Ankette, patronlara minimum fiyatın en kadar olması gerektiği sorduklarını aktaran Bakan Alım, “Burada yüklü olarak toplanan oranın yüzde 33.9’unun 3 bin 500 ile 3 bin 750 lira ortasında minimum fiyatın olması gerektiği halinde bir kanaate sahip olduklarını gördük. 3 bin 750 ile 4 bin lira olanların oranı yüzde 13, ikinci sırada ise 3 bin 251 ile 3 bin 500 lira ortasında yer alan patron kümesini görüyoruz. Taban fiyatın hayat koşullarını nasıl etkileyeceği konusunda yapılan bir değerlendirmede, iyi etkileyeceğini, olumlu etkileyeceğini söyleyenlerin oranı yüzde 42,2. Bu sayılar iyimserliğin sözüdür. Minimum fiyat ile ilgili artışların hayatı olumlu etkileyeceğine dönük beklentiler ile paralel gittiğini göstermektedir” tabirlerini kullanmıştı.
“ASGARİ FİYATTA YAPILACAK ARTIŞ EKONOMİYİ CANLANDIRACAK”
Patronlara, minimum fiyata yapılacak artışın ekonomiyi canlandırıp canlandırması sorduklarını belirten Bakan Alım, “Cevap çok açık bir biçimde ortaya çıkıyor. Yüzde 89’unun iktisatta büyük bir canlılık oluşturacağını söylüyor. İşten çıkarmalara yol açabilir mi? sorusu çok kıymetli. Yüzde 74’ü patronların taban fiyat arttıkça işten çıkarmalardan telaş ettiklerini söylemişlerdir. Derinlemesine araştırmaların bilgilere baktığımız vakit, patronlarımız belli bir oranın üzerindeki artışın lakin işten çıkarma ile iş yerinin ayakta kalması ortasında bir tercih olacağını söylemektedirler. Bu mevzuda kaygıları olduğunu görüyoruz. Minimum fiyatın tüketici fiyatlarını ne seviyede etkileyeceği konusunda da kanaatleri çok açık bir halde ortaya çıkmaktadır” diye konuştu.
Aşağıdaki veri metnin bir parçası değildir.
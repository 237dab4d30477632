//! 副作用描述
//!
//! Update 层从不等待 I/O：需要访问后端时把 `Command` 压入 `App::pending`，
//! 主循环再交给 Dispatcher 执行。需要认证的命令显式携带守卫签发的 `Session`。

use mailguard_core::services::{DeleteTicket, FetchTicket, Mutation};
use mailguard_core::types::{ResourceRow, Session};

#[derive(Debug, Clone, PartialEq, Eq)]
pub enum Command {
    Fetch {
        session: Session,
        ticket: FetchTicket,
    },
    Delete {
        session: Session,
        ticket: DeleteTicket,
    },
    Mutate {
        session: Session,
        mutation: Mutation,
    },
    /// 把一条有效邮箱加入黑名单
    Blacklist {
        session: Session,
        row: ResourceRow,
    },
    /// 导出当前表格中的有效邮箱
    Export(Vec<ResourceRow>),
    Validate(String),
    Login {
        email: String,
        password: String,
    },
    RestoreSession,
    Logout,
}
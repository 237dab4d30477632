use serde::{Deserialize, Serialize};

/// Severity of a transient toast.
#[derive(Debug, Clone, Copy, PartialEq, Eq, Serialize, Deserialize)]
pub enum NotificationLevel {
    Success,
    Error,
}

/// A user-visible toast produced by a table or dashboard operation.
#[derive(Debug, Clone, PartialEq, Eq, Serialize, Deserialize)]
pub struct Notification {
    pub level: NotificationLevel,
    pub message: String,
}

impl Notification {
    pub fn success(message: impl Into<String>) -> Self {
        Self {
            level: NotificationLevel::Success,
            message: message.into(),
        }
    }

    pub fn error(message: impl Into<String>) -> Self {
        Self {
            level: NotificationLevel::Error,
            message: message.into(),
        }
    }

    pub fn is_error(&self) -> bool {
        self.level == NotificationLevel::Error
    }
}

/// Upper-cases the first character ("domain" -> "Domain").
pub(crate) fn capitalize(word: &str) -> String {
    let mut chars = word.chars();
    match chars.next() {
        Some(first) => first.to_uppercase().chain(chars).collect(),
        None => String::new(),
    }
}
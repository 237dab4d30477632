//! 焦点状态

/// 键盘输入当前落在哪个面板
#[derive(Debug, Clone, Copy, PartialEq, Eq, Default)]
pub enum FocusPanel {
    /// 左侧 "Admin Dashboard" 导航
    Navigation,
    /// 右侧页面
    #[default]
    Content,
}

impl FocusPanel {
    #[must_use]
    pub fn toggle(self) -> Self {
        match self {
            FocusPanel::Navigation => FocusPanel::Content,
            FocusPanel::Content => FocusPanel::Navigation,
        }
    }

    pub fn is_navigation(self) -> bool {
        matches!(self, FocusPanel::Navigation)
    }

    pub fn is_content(self) -> bool {
        matches!(self, FocusPanel::Content)
    }
}
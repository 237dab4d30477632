//! 列表刷新信号
//!
//! Dashboard 持有发送端，在变更成功后广播 `RefreshRequest`；
//! 每个 `ResourceTable` 持有一个订阅，只响应与自己类型相同的请求。

use tokio::sync::broadcast;
use tokio::sync::broadcast::error::TryRecvError;

use crate::types::ResourceKind;

/// 广播通道容量
const CHANNEL_CAPACITY: usize = 16;

/// 请求某类资源表重新拉取当前页
#[derive(Debug, Clone, Copy, PartialEq, Eq)]
pub struct RefreshRequest {
    pub kind: ResourceKind,
}

/// 刷新信号（可克隆，跨线程触发）
#[derive(Debug, Clone)]
pub struct RefreshSignal {
    tx: broadcast::Sender<RefreshRequest>,
}

impl RefreshSignal {
    pub fn new() -> Self {
        let (tx, _) = broadcast::channel(CHANNEL_CAPACITY);
        Self { tx }
    }

    /// 触发刷新，没有订阅者时静默忽略
    pub fn trigger(&self, kind: ResourceKind) {
        if self.tx.send(RefreshRequest { kind }).is_err() {
            log::debug!("refresh for {kind:?} dropped: no subscribers");
        }
    }

    pub fn subscribe(&self) -> RefreshSubscription {
        RefreshSubscription {
            rx: self.tx.subscribe(),
        }
    }
}

impl Default for RefreshSignal {
    fn default() -> Self {
        Self::new()
    }
}

/// 刷新订阅
#[derive(Debug)]
pub struct RefreshSubscription {
    rx: broadcast::Receiver<RefreshRequest>,
}

impl RefreshSubscription {
    /// 取走所有待处理请求，返回其中是否有针对 `kind` 的
    ///
    /// 订阅落后（`Lagged`）时无法得知丢失的内容，按需要刷新处理。
    pub fn take_pending(&mut self, kind: ResourceKind) -> bool {
        let mut requested = false;
        loop {
            match self.rx.try_recv() {
                Ok(request) => requested |= request.kind == kind,
                Err(TryRecvError::Lagged(skipped)) => {
                    log::warn!("refresh subscription for {kind:?} lagged by {skipped}");
                    requested = true;
                }
                Err(TryRecvError::Empty | TryRecvError::Closed) => break,
            }
        }
        requested
    }
}

#[cfg(test)]
mod tests {
    use super::*;

    #[test]
    fn only_matching_kind_is_reported() {
        let signal = RefreshSignal::new();
        let mut domains = signal.subscribe();
        let mut emails = signal.subscribe();

        signal.trigger(ResourceKind::BlacklistedDomains);

        assert!(domains.take_pending(ResourceKind::BlacklistedDomains));
        assert!(!emails.take_pending(ResourceKind::BlacklistedEmails));
        // drained
        assert!(!domains.take_pending(ResourceKind::BlacklistedDomains));
    }

    #[test]
    fn repeated_triggers_collapse_into_one() {
        let signal = RefreshSignal::new();
        let mut sub = signal.subscribe();
        signal.trigger(ResourceKind::BlacklistedEmails);
        signal.trigger(ResourceKind::BlacklistedEmails);
        assert!(sub.take_pending(ResourceKind::BlacklistedEmails));
        assert!(!sub.take_pending(ResourceKind::BlacklistedEmails));
    }

    #[test]
    fn lagged_subscription_requests_refresh() {
        let signal = RefreshSignal::new();
        let mut sub = signal.subscribe();
        for _ in 0..(CHANNEL_CAPACITY + 4) {
            signal.trigger(ResourceKind::ValidEmails);
        }
        assert!(sub.take_pending(ResourceKind::BlacklistedDomains));
    }

    #[test]
    fn trigger_without_subscribers_is_harmless() {
        RefreshSignal::new().trigger(ResourceKind::BlacklistedDomains);
    }

    #[test]
    fn signal_is_shared_across_threads() {
        let signal = RefreshSignal::new();
        let mut sub = signal.subscribe();
        let remote = signal.clone();
        std::thread::spawn(move || remote.trigger(ResourceKind::BlacklistedDomains))
            .join()
            .unwrap();
        assert!(sub.take_pending(ResourceKind::BlacklistedDomains));
    }
}
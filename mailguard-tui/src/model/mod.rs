//! src/model/mod.rs
//! Model 层：应用状态定义
//!
//! Model 是应用状态的唯一真相来源，只被 Update 层修改，被 View 层读取。
//!
//!     mod app;            // 主应用状态 App
//!     mod command;        // Update 层产出的副作用 Command
//!     mod focus;          // 焦点（Navigation / Content）
//!     mod navigation;     // 侧边导航
//!     mod page;           // 页面路由
//!     pub mod state;      // 各页面数据
//!
//! ═══════════════════════════════════════════════════════════════════════════
//! 一、页面与守卫
//! ═══════════════════════════════════════════════════════════════════════════
//!
//!     Page::Validator                 公开校验页（默认）
//!     Page::Login                     登录页
//!     Page::Dashboard(View)           三个管理视图
//!
//!     进入 Dashboard 页面前先调用 app.auth.guard()：
//!         Ok(session)  → 切换页面，并立即为该视图的表格发起首次拉取
//!         Err(_)       → 记下目标视图，转到登录页；登录成功后再跳回
//!
//! ═══════════════════════════════════════════════════════════════════════════
//! 二、业务状态机
//! ═══════════════════════════════════════════════════════════════════════════
//!
//!     app.dashboard      core::Dashboard        视图 / 表单 / 编辑目标 / 刷新信号
//!     app.tables         三个 core::ResourceTable，各自订阅 dashboard 的刷新信号
//!
//!     状态机只产出 ticket / Mutation，不做 I/O。
//!     Update 层把它们连同守卫签发的 Session 包装为 Command 放入 app.pending。
//!
//! ═══════════════════════════════════════════════════════════════════════════
//! 三、提示
//! ═══════════════════════════════════════════════════════════════════════════
//!
//!     app.toasts 保存最近的通知，状态栏显示最新一条，4 秒后过期。

mod app;
mod command;
mod focus;
mod navigation;
mod page;
pub mod state;

pub use app::App;
pub use command::Command;
pub use focus::FocusPanel;
pub use navigation::{NavItemId, NavigationState};
pub use page::{view_label, Page};
pub use state::{
    DeleteFocus, LoginField, LoginState, Modal, ModalState, TablesState, ToastState,
    ValidatorState, ValidatorStatus,
};
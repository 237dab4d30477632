//! 配置服务
//!
//! 配置文件：`dirs::config_dir()/mailguard-tui/config.json`。
//! 文件不存在时使用默认值；缺失或未知字段同样回落到默认值。

use std::path::{Path, PathBuf};
use std::time::Duration;

use mailguard_core::client::{ClientConfig, DEFAULT_API_BASE, DEFAULT_REQUEST_TIMEOUT_SECS};
use mailguard_core::types::{DEFAULT_PAGE_SIZE, MAX_PAGE_SIZE};
use serde::{Deserialize, Serialize};
use thiserror::Error;

use crate::view::theme::Theme;

/// 配置目录名
pub const APP_DIR_NAME: &str = "mailguard-tui";

/// 会话存储后端
#[derive(Debug, Clone, Copy, Default, PartialEq, Eq, Serialize, Deserialize)]
#[serde(rename_all = "lowercase")]
pub enum SessionStorage {
    /// 系统钥匙串
    Keyring,
    /// 配置目录下的 JSON 文件
    #[default]
    File,
}

/// 应用配置
#[derive(Debug, Clone, PartialEq, Eq, Serialize, Deserialize)]
#[serde(default)]
pub struct AppConfig {
    pub api_base_url: String,
    pub page_size: u32,
    pub request_timeout_secs: u64,
    pub language: String,
    pub theme: Theme,
    pub session_storage: SessionStorage,
    pub log_level: String,
    /// 为空时导出到当前目录
    pub export_dir: Option<PathBuf>,
}

impl Default for AppConfig {
    fn default() -> Self {
        Self {
            api_base_url: DEFAULT_API_BASE.to_string(),
            page_size: DEFAULT_PAGE_SIZE,
            request_timeout_secs: DEFAULT_REQUEST_TIMEOUT_SECS,
            language: "en-US".to_string(),
            theme: Theme::Dark,
            session_storage: SessionStorage::default(),
            log_level: "info".to_string(),
            export_dir: None,
        }
    }
}

impl AppConfig {
    /// 每页条数，限制在 `[1, MAX_PAGE_SIZE]`
    pub fn effective_page_size(&self) -> u32 {
        self.page_size.clamp(1, MAX_PAGE_SIZE)
    }

    /// 导出目录
    pub fn export_dir(&self) -> PathBuf {
        self.export_dir.clone().unwrap_or_else(|| PathBuf::from("."))
    }

    /// 转为 HTTP 客户端配置
    pub fn client_config(&self) -> ClientConfig {
        ClientConfig {
            base_url: self.api_base_url.clone(),
            timeout: Duration::from_secs(self.request_timeout_secs.max(1)),
        }
    }
}

/// 配置读写错误
#[derive(Debug, Error)]
pub enum ConfigError {
    #[error("failed to access {path}: {source}")]
    Io {
        path: PathBuf,
        #[source]
        source: std::io::Error,
    },

    #[error("invalid config file {path}: {source}")]
    Parse {
        path: PathBuf,
        #[source]
        source: serde_json::Error,
    },
}

/// 配置服务 trait
pub trait ConfigService: Send + Sync {
    /// 加载配置
    fn load(&self) -> Result<AppConfig, ConfigError>;

    /// 保存配置
    fn save(&self, config: &AppConfig) -> Result<(), ConfigError>;
}

/// 获取配置目录路径
pub fn config_dir() -> PathBuf {
    dirs::config_dir()
        .unwrap_or_else(|| PathBuf::from("."))
        .join(APP_DIR_NAME)
}

/// 本地 JSON 文件配置服务
pub struct LocalConfigService {
    path: PathBuf,
}

impl LocalConfigService {
    /// 使用默认位置
    pub fn new() -> Self {
        Self::with_path(config_dir().join("config.json"))
    }

    /// 使用指定文件（`--config`）
    pub fn with_path(path: impl Into<PathBuf>) -> Self {
        Self { path: path.into() }
    }

    pub fn path(&self) -> &Path {
        &self.path
    }

    fn io_error(&self, source: std::io::Error) -> ConfigError {
        ConfigError::Io {
            path: self.path.clone(),
            source,
        }
    }
}

impl Default for LocalConfigService {
    fn default() -> Self {
        Self::new()
    }
}

impl ConfigService for LocalConfigService {
    fn load(&self) -> Result<AppConfig, ConfigError> {
        let content = match std::fs::read_to_string(&self.path) {
            Ok(content) => content,
            Err(e) if e.kind() == std::io::ErrorKind::NotFound => {
                log::debug!("No config at {}, using defaults", self.path.display());
                return Ok(AppConfig::default());
            }
            Err(e) => return Err(self.io_error(e)),
        };

        serde_json::from_str(&content).map_err(|source| ConfigError::Parse {
            path: self.path.clone(),
            source,
        })
    }

    fn save(&self, config: &AppConfig) -> Result<(), ConfigError> {
        if let Some(parent) = self.path.parent() {
            std::fs::create_dir_all(parent).map_err(|e| self.io_error(e))?;
        }
        let content = serde_json::to_string_pretty(config).map_err(|source| ConfigError::Parse {
            path: self.path.clone(),
            source,
        })?;
        std::fs::write(&self.path, content).map_err(|e| self.io_error(e))
    }
}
Yeni periyot taban fiyatı ne kadar olması gerektiği sorusuna patronlar tarafından verilen yanıtların enteresan olduğuna dikkati çeken Alım, “Bunların içinde çok dikkat çeken bir ayrım var. Firma sahiplerinin yüzde 36’sı 3 bin 500 ile 3 bin 750 ortasında bir taban fiyat isterken profesyonel yöneticilerin tartı olan kısmı yani yüzde 34’ü çok uçuk diyebileceğimiz sayılar, 6 bin liranın üzerinde sayılar söylemişlerdir. Münasebetiyle profesyonel yöneticilerle iş verenlerin işletme sahipleri ortasında bu türlü bir farklılaşmanın olmasını anlayabiliriz. Burada bu oranlara yansımayan bir gerçeği paylaşmak isterim. Küçük işletmeler ve mikro işletmeler, 50 kişinin altında emekçi çalıştıran işletme sahipleri ve profesyonel yöneticiler de taban fiyatın üste yanlışsız tırmanmasının önemli seviyede işsizliğe yol açacağı, kendilerini düşünceye sokacağı üzere meseleleri lisana getirdiğini sizlerle paylaşmak isterim” değerlendirmesini yapmıştı.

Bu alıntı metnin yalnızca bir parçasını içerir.